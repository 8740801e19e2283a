//! Authenticated caller identity.
//!
//! The gateway never forwards the caller's own credentials upstream; it
//! authenticates locally and impersonates the resulting [`UserInfo`] with
//! the standard `Impersonate-*` headers.

use std::collections::BTreeMap;

use der::asn1::{ObjectIdentifier, PrintableStringRef, Utf8StringRef};
use rustls::pki_types::CertificateDer;
use x509_cert::Certificate;
use x509_cert::der::Decode;

/// Username reported for unauthenticated callers.
pub const ANONYMOUS_USER: &str = "system:anonymous";
/// Group attached to unauthenticated callers.
pub const UNAUTHENTICATED_GROUP: &str = "system:unauthenticated";
/// Group attached to every authenticated caller.
pub const AUTHENTICATED_GROUP: &str = "system:authenticated";

/// Username prefix used by service account tokens.
pub const SERVICE_ACCOUNT_PREFIX: &str = "system:serviceaccount:";

/// Impersonation header carrying the username. Header names are kept
/// lower-case so they can be used as static `HeaderName`s.
pub const IMPERSONATE_USER_HEADER: &str = "impersonate-user";
/// Impersonation header carrying one group per value.
pub const IMPERSONATE_GROUP_HEADER: &str = "impersonate-group";
/// Prefix for impersonated extra key/value pairs.
pub const IMPERSONATE_EXTRA_PREFIX: &str = "impersonate-extra-";

const OID_COMMON_NAME: ObjectIdentifier = ObjectIdentifier::new_unwrap("2.5.4.3");
const OID_ORGANIZATION: ObjectIdentifier = ObjectIdentifier::new_unwrap("2.5.4.10");

/// Identity of the authenticated caller, as consumed by the dispatcher.
#[derive(Debug, Clone, PartialEq, Eq)]
pub struct UserInfo {
    pub username: String,
    pub uid: String,
    pub groups: Vec<String>,
    pub extra: BTreeMap<String, Vec<String>>,
}

impl UserInfo {
    /// The anonymous identity used when no authenticator succeeded.
    pub fn anonymous() -> Self {
        Self {
            username: ANONYMOUS_USER.to_string(),
            uid: String::new(),
            groups: vec![UNAUTHENTICATED_GROUP.to_string()],
            extra: BTreeMap::new(),
        }
    }

    /// Build an authenticated identity, appending `system:authenticated`.
    pub fn authenticated(
        username: impl Into<String>,
        uid: impl Into<String>,
        mut groups: Vec<String>,
    ) -> Self {
        if !groups.iter().any(|g| g == AUTHENTICATED_GROUP) {
            groups.push(AUTHENTICATED_GROUP.to_string());
        }
        Self {
            username: username.into(),
            uid: uid.into(),
            groups,
            extra: BTreeMap::new(),
        }
    }

    pub fn is_anonymous(&self) -> bool {
        self.username == ANONYMOUS_USER
    }

    /// Derive an identity from a verified client certificate, following the
    /// Kubernetes x509 convention: subject CN is the username, each O is a
    /// group.
    pub fn from_client_cert(der: &CertificateDer<'_>) -> Option<Self> {
        let cert = Certificate::from_der(der.as_ref()).ok()?;
        let mut username = None;
        let mut groups = Vec::new();
        for rdn in cert.tbs_certificate.subject.0.iter() {
            for atv in rdn.0.iter() {
                if atv.oid == OID_COMMON_NAME {
                    username = decode_directory_string(&atv.value);
                } else if atv.oid == OID_ORGANIZATION
                    && let Some(org) = decode_directory_string(&atv.value)
                {
                    groups.push(org);
                }
            }
        }
        let username = username?;
        if username.is_empty() {
            return None;
        }
        Some(Self::authenticated(username, "", groups))
    }

    /// Split a service account username into `(namespace, name)`.
    pub fn service_account_parts(&self) -> Option<(&str, &str)> {
        let rest = self.username.strip_prefix(SERVICE_ACCOUNT_PREFIX)?;
        rest.split_once(':')
    }
}

fn decode_directory_string(value: &der::Any) -> Option<String> {
    if let Ok(s) = value.decode_as::<Utf8StringRef<'_>>() {
        return Some(s.as_str().to_string());
    }
    if let Ok(s) = value.decode_as::<PrintableStringRef<'_>>() {
        return Some(s.as_str().to_string());
    }
    None
}
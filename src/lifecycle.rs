//! Process lifecycle: startup, readiness, graceful drain.
//!
//! ```text
//! Starting → Ready → ShuttingDown → Stopped
//! ```
//!
//! On shutdown the listener stops accepting, in-flight connections drain
//! against a bounded deadline (tracked by [`ConnGuard`]s), and the shared
//! cancellation token fans out to endpoint probes and upgrade relays.

use std::sync::Arc;
use std::sync::atomic::{AtomicUsize, Ordering};
use std::time::{Duration, Instant};

use arc_swap::ArcSwap;
use axum::Router;
use axum::extract::State;
use axum::http::StatusCode;
use axum::response::{IntoResponse, Json, Response};
use axum::routing::get;
use tokio_util::sync::CancellationToken;
use tracing::info;

use crate::cluster::ClusterRegistry;

#[derive(Debug, Clone, Copy, PartialEq, Eq)]
pub enum LifecycleState {
    Starting,
    Ready,
    ShuttingDown,
    Stopped,
}

impl std::fmt::Display for LifecycleState {
    fn fmt(&self, f: &mut std::fmt::Formatter<'_>) -> std::fmt::Result {
        match self {
            Self::Starting => write!(f, "starting"),
            Self::Ready => write!(f, "ready"),
            Self::ShuttingDown => write!(f, "shutting_down"),
            Self::Stopped => write!(f, "stopped"),
        }
    }
}

/// Outcome of the drain phase.
#[derive(Debug, PartialEq, Eq)]
pub enum DrainResult {
    Completed,
    TimedOut { remaining: usize },
}

pub struct LifecycleManager {
    state: ArcSwap<LifecycleState>,
    active: AtomicUsize,
    shutdown: CancellationToken,
}

impl Default for LifecycleManager {
    fn default() -> Self {
        Self::new()
    }
}

impl LifecycleManager {
    pub fn new() -> Self {
        Self {
            state: ArcSwap::from_pointee(LifecycleState::Starting),
            active: AtomicUsize::new(0),
            shutdown: CancellationToken::new(),
        }
    }

    pub fn state(&self) -> LifecycleState {
        **self.state.load()
    }

    pub fn mark_ready(&self) {
        self.state.store(Arc::new(LifecycleState::Ready));
        info!("gateway ready");
    }

    /// Stop accepting and cancel background work.
    pub fn begin_shutdown(&self) {
        self.state.store(Arc::new(LifecycleState::ShuttingDown));
        self.shutdown.cancel();
        info!(active = self.active_connections(), "shutdown started");
    }

    pub fn mark_stopped(&self) {
        self.state.store(Arc::new(LifecycleState::Stopped));
    }

    pub fn shutdown_token(&self) -> CancellationToken {
        self.shutdown.clone()
    }

    pub fn is_shutting_down(&self) -> bool {
        matches!(
            self.state(),
            LifecycleState::ShuttingDown | LifecycleState::Stopped
        )
    }

    pub fn active_connections(&self) -> usize {
        self.active.load(Ordering::Acquire)
    }

    /// Track one accepted connection until its guard drops.
    pub fn conn_opened(self: &Arc<Self>) -> ConnGuard {
        self.active.fetch_add(1, Ordering::AcqRel);
        ConnGuard {
            manager: Arc::clone(self),
        }
    }

    /// Wait for in-flight connections, bounded by `timeout`.
    pub async fn drain(&self, timeout: Duration) -> DrainResult {
        let deadline = Instant::now() + timeout;
        loop {
            let remaining = self.active_connections();
            if remaining == 0 {
                return DrainResult::Completed;
            }
            if Instant::now() >= deadline {
                return DrainResult::TimedOut { remaining };
            }
            tokio::time::sleep(Duration::from_millis(50)).await;
        }
    }
}

/// Decrements the active-connection gauge on drop.
pub struct ConnGuard {
    manager: Arc<LifecycleManager>,
}

impl Drop for ConnGuard {
    fn drop(&mut self) {
        self.manager.active.fetch_sub(1, Ordering::AcqRel);
    }
}

#[derive(Clone)]
struct HealthState {
    lifecycle: Arc<LifecycleManager>,
    registry: Arc<ClusterRegistry>,
}

/// `/healthz` + `/readyz` router served on the insecure health port.
pub fn health_router(lifecycle: Arc<LifecycleManager>, registry: Arc<ClusterRegistry>) -> Router {
    Router::new()
        .route("/healthz", get(healthz))
        .route("/readyz", get(readyz))
        .with_state(HealthState {
            lifecycle,
            registry,
        })
}

async fn healthz(State(state): State<HealthState>) -> Response {
    match state.lifecycle.state() {
        LifecycleState::Stopped => (StatusCode::SERVICE_UNAVAILABLE, "stopped").into_response(),
        _ => (StatusCode::OK, "ok").into_response(),
    }
}

async fn readyz(State(state): State<HealthState>) -> Response {
    let lifecycle_state = state.lifecycle.state();
    let mut ready_endpoints = 0usize;
    let mut clusters = 0usize;
    state.registry.range(|_, cluster| {
        clusters += 1;
        ready_endpoints += cluster.ready_endpoints().len();
    });
    let body = Json(serde_json::json!({
        "state": lifecycle_state.to_string(),
        "clusters": clusters,
        "readyEndpoints": ready_endpoints,
    }));
    let status = if lifecycle_state == LifecycleState::Ready {
        StatusCode::OK
    } else {
        StatusCode::SERVICE_UNAVAILABLE
    };
    (status, body).into_response()
}
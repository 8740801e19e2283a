//! Gateway error taxonomy and HTTP rendering.
//!
//! Every failure the dispatch pipeline can produce is a [`GatewayError`]
//! variant. Each variant carries enough context to log and maps to exactly
//! one HTTP status code; bodies are rendered as Kubernetes `Status` objects
//! so kubectl and client-go print something sensible.

use bytes::Bytes;
use http::{Response, StatusCode, header};
use http_body_util::combinators::BoxBody;
use http_body_util::{BodyExt, Full};
use thiserror::Error;

/// Unified response body type for the proxy data path.
///
/// Local error responses are buffered `Full` bodies; proxied responses are
/// streamed. Both are boxed into this type.
pub type ProxyBody = BoxBody<Bytes, GatewayError>;

/// Convenience result alias for the dispatch pipeline.
pub type GatewayResult<T> = Result<T, GatewayError>;

/// Build an empty [`ProxyBody`].
pub fn empty_body() -> ProxyBody {
    Full::new(Bytes::new()).map_err(|e| match e {}).boxed()
}

/// Build a buffered [`ProxyBody`] from bytes.
pub fn full_body(bytes: Bytes) -> ProxyBody {
    Full::new(bytes).map_err(|e| match e {}).boxed()
}

/// Failures produced by the dispatch pipeline.
#[derive(Debug, Error)]
pub enum GatewayError {
    /// No upstream cluster is registered under the requested hostname.
    #[error("no upstream cluster registered for host {host:?}")]
    UnknownCluster { host: String },

    /// The cluster's dispatch policies matched nothing; default is reject.
    #[error("no dispatch policy matched the request on cluster {cluster:?}")]
    NoPolicyMatch { cluster: String },

    /// The matched policy's flow-control schema refused admission.
    #[error("flow control schema {schema:?} rejected the request on cluster {cluster:?}")]
    AdmissionRejected { cluster: String, schema: String },

    /// Every candidate endpoint is unready.
    #[error("no ready endpoint in cluster {cluster:?}")]
    NoReadyEndpoint { cluster: String },

    /// Dial or IO failure talking to the chosen endpoint.
    #[error("upstream {endpoint} unreachable: {message}")]
    UpstreamUnreachable { endpoint: String, message: String },

    /// A bounded upstream deadline elapsed.
    #[error("upstream {endpoint} timed out")]
    UpstreamTimeout { endpoint: String },

    /// The client went away mid-request. Logged at debug, never rendered.
    #[error("client disconnected")]
    ClientCancelled,

    /// Recovered panic or other unexpected failure.
    #[error("internal error: {message}")]
    Internal { message: String },
}

impl GatewayError {
    /// HTTP status code this error renders as.
    pub fn status_code(&self) -> StatusCode {
        match self {
            Self::UnknownCluster { .. } => StatusCode::NOT_FOUND,
            Self::NoPolicyMatch { .. } => StatusCode::FORBIDDEN,
            Self::AdmissionRejected { .. } => StatusCode::TOO_MANY_REQUESTS,
            Self::NoReadyEndpoint { .. } => StatusCode::SERVICE_UNAVAILABLE,
            Self::UpstreamUnreachable { .. } => StatusCode::BAD_GATEWAY,
            Self::UpstreamTimeout { .. } => StatusCode::GATEWAY_TIMEOUT,
            // Rendered only when the disconnect is detected before the
            // response starts; hyper drops the write either way.
            Self::ClientCancelled => StatusCode::BAD_REQUEST,
            Self::Internal { .. } => StatusCode::INTERNAL_SERVER_ERROR,
        }
    }

    /// Machine-readable reason, in the style of `metav1.StatusReason`.
    pub fn reason(&self) -> &'static str {
        match self {
            Self::UnknownCluster { .. } => "NotFound",
            Self::NoPolicyMatch { .. } => "Forbidden",
            Self::AdmissionRejected { .. } => "TooManyRequests",
            Self::NoReadyEndpoint { .. } => "ServiceUnavailable",
            Self::UpstreamUnreachable { .. } => "BadGateway",
            Self::UpstreamTimeout { .. } => "Timeout",
            Self::ClientCancelled => "ClientCancelled",
            Self::Internal { .. } => "InternalError",
        }
    }

    /// Whether the client should be told to retry shortly.
    pub fn retry_after_secs(&self) -> Option<u32> {
        match self {
            Self::AdmissionRejected { .. } => Some(1),
            _ => None,
        }
    }

    /// Render this error as a Kubernetes `Status` response.
    pub fn into_response(self) -> Response<ProxyBody> {
        let code = self.status_code();
        let status = serde_json::json!({
            "kind": "Status",
            "apiVersion": "v1",
            "metadata": {},
            "status": "Failure",
            "message": self.to_string(),
            "reason": self.reason(),
            "code": code.as_u16(),
        });
        let body = serde_json::to_vec(&status).unwrap_or_default();

        let mut builder = Response::builder()
            .status(code)
            .header(header::CONTENT_TYPE, "application/json");
        if let Some(secs) = self.retry_after_secs() {
            builder = builder.header(header::RETRY_AFTER, secs);
        }
        builder
            .body(full_body(Bytes::from(body)))
            .expect("static response construction cannot fail")
    }
}
//! KubeGate: a multi-tenant TLS-terminating gateway for Kubernetes API
//! servers.
//!
//! Clients speak normal Kubernetes HTTPS to the gateway; the SNI hostname
//! of the TLS handshake selects an upstream cluster from the registry. The
//! gateway terminates TLS with that cluster's serving material,
//! authenticates the caller (client certificate against the cluster CA,
//! bearer token via upstream `TokenReview`, or anonymous), classifies the
//! request, picks the first matching dispatch policy, admits it through the
//! policy's flow-control schema, round-robins over the cluster's ready
//! endpoints, and streams the exchange with the cluster's own credentials,
//! impersonating the caller. Watches and exec/attach/portforward upgrades
//! are proxied full-duplex for their whole lifetime.
//!
//! # Crate layout
//!
//! - [`config`]: the `UpstreamCluster` document. Schema, loading,
//!   validation, and the pluggable [`config::ConfigSource`].
//! - [`cluster`]: per-cluster runtime state. Endpoints and health probes,
//!   upstream clients, flow-control limiters, the SNI registry.
//! - [`dispatch`]: request classification, policy matching, and the
//!   dispatch pipeline.
//! - [`proxy`]: the streaming relay and protocol-upgrade handling.
//! - [`tls`]: serving material, per-cluster TLS bundles, SNI selection.
//! - [`auth`] and [`user`]: caller authentication and identity.
//! - [`serve`]: the TLS accept loop and per-connection service.
//! - [`lifecycle`]: readiness, drain, and shutdown plumbing.

pub mod auth;
pub mod cluster;
pub mod config;
pub mod dispatch;
pub mod error;
pub mod lifecycle;
pub mod proxy;
pub mod serve;
pub mod tls;
pub mod user;
//! Request classification, policy matching, and the dispatch pipeline.

pub mod dispatcher;
pub mod matcher;
pub mod request_info;

pub use dispatcher::{ConnectionContext, Dispatcher};
pub use request_info::RequestInfo;
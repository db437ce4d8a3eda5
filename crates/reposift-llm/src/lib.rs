//! Embedding provider abstraction and backend implementations.
//!
//! The rest of the workspace only needs one capability from a model: turn a
//! piece of text into a fixed-length vector. Backends implement
//! [`EmbeddingProvider`]; [`any::AnyEmbedder`] dispatches over them.

pub mod any;
pub mod error;
pub mod http;
#[cfg(feature = "mock")]
pub mod mock;
pub mod ollama;
pub mod openai;
pub mod provider;
pub mod retry;

pub use error::LlmError;
pub use provider::EmbeddingProvider;
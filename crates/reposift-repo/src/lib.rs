//! Repository snapshots: the captured file tree of a repository.
//!
//! A [`Snapshot`] is produced either by walking a local checkout
//! ([`local::read_dir`]) or by pulling a GitHub repository through the REST
//! contents API ([`github::GithubFetcher`]), and persisted as JSON for the
//! indexing pipeline.

pub(crate) mod content;
pub mod error;
pub mod github;
pub mod local;
pub mod snapshot;

pub use content::DEFAULT_EXCLUDED_PATTERNS;
pub use error::{FetchError, RepoError, Result};
pub use snapshot::{FileEntry, Snapshot, Submodule};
---
• **Task description**
Find and copy every line in the entries above where the string "Option" occurs.

• **Task solution**
    pub fn from_client_cert(der: &CertificateDer<'_>) -> Option<Self> {
    pub fn service_account_parts(&self) -> Option<(&str, &str)> {
fn decode_directory_string(value: &der::Any) -> Option<String> {
    pub fn retry_after_secs(&self) -> Option<u32> {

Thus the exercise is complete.